Items listed in a dataset
***

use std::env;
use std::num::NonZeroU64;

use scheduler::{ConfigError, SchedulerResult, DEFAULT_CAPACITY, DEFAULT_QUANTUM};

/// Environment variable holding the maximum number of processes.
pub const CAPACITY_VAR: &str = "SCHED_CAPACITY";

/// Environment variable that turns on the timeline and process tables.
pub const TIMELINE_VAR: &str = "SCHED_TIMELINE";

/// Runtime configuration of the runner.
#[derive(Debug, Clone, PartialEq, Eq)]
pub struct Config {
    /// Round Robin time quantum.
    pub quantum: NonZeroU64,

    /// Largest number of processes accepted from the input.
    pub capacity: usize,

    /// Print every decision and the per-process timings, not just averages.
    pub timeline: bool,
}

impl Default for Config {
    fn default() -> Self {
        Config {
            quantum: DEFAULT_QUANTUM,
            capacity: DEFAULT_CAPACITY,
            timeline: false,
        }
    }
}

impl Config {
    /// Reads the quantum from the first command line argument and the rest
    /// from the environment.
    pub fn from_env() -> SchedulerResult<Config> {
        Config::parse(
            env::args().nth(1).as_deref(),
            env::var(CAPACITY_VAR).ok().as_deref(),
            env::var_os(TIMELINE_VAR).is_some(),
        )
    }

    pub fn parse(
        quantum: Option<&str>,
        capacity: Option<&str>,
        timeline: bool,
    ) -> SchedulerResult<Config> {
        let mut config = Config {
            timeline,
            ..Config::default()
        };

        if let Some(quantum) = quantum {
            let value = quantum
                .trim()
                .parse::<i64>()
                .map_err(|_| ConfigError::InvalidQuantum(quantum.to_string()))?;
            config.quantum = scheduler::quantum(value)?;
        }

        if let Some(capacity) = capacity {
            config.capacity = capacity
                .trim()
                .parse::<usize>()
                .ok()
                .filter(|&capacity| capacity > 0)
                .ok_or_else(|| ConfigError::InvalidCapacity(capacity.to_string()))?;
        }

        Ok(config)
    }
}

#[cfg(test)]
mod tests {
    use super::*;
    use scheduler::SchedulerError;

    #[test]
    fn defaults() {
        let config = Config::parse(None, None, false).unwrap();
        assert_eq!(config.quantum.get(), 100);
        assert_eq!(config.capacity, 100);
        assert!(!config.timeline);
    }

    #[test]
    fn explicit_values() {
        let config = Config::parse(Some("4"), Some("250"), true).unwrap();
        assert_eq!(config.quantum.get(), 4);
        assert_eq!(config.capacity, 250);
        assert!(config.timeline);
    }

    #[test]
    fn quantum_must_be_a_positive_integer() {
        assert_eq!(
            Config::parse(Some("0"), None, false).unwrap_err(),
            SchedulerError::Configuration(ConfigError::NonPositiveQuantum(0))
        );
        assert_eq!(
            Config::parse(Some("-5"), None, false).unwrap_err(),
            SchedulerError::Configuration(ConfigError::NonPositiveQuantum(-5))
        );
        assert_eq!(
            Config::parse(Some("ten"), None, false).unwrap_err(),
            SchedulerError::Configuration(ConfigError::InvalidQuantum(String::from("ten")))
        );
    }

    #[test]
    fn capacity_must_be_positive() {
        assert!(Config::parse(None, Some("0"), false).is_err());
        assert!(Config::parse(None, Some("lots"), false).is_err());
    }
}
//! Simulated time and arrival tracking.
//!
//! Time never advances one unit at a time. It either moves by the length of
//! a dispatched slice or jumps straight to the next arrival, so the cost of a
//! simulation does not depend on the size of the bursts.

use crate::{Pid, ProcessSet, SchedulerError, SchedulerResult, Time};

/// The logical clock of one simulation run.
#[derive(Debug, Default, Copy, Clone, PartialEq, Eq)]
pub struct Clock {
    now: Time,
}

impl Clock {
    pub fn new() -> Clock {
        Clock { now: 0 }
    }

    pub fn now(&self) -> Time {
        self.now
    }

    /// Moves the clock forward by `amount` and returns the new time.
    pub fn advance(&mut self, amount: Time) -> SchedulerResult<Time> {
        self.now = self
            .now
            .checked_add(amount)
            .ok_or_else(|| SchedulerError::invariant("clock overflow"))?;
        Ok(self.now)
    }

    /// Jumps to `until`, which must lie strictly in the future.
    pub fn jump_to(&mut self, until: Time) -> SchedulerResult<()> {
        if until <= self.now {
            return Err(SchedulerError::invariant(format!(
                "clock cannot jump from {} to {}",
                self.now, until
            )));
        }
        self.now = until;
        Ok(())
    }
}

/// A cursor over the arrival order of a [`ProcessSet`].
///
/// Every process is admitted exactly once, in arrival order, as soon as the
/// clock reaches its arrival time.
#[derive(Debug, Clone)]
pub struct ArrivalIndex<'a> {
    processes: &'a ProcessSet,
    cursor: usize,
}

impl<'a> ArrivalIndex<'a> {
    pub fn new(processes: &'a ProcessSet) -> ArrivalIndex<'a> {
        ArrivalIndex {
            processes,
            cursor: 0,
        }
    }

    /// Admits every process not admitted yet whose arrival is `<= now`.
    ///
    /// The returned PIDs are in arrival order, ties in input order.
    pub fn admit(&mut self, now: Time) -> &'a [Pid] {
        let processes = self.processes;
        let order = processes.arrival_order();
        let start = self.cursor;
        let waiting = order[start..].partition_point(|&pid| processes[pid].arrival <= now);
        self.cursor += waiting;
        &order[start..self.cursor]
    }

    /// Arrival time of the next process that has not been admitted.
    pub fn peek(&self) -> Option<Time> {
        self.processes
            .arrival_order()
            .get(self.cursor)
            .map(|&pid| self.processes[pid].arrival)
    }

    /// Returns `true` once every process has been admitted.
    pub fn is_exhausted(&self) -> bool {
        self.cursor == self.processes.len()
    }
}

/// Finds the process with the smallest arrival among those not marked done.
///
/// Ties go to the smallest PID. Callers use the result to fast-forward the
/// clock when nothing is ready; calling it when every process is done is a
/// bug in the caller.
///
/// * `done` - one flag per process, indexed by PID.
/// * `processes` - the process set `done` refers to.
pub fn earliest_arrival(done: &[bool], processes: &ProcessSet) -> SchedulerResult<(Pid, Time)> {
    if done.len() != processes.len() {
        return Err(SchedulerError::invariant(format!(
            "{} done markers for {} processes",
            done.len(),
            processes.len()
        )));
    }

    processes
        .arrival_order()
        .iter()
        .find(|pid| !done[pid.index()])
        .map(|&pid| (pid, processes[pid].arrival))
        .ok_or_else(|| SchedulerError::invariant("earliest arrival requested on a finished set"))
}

***

Above this instruction are the records; retype exactly the lines from the one containing "cannot jump from" up to and including the one containing "#[derive(Debug, Clone)]".

                "clock cannot jump from {} to {}",
                self.now, until
            )));
        }
        self.now = until;
        Ok(())
    }
}

/// A cursor over the arrival order of a [`ProcessSet`].
///
/// Every process is admitted exactly once, in arrival order, as soon as the
/// clock reaches its arrival time.
#[derive(Debug, Clone)]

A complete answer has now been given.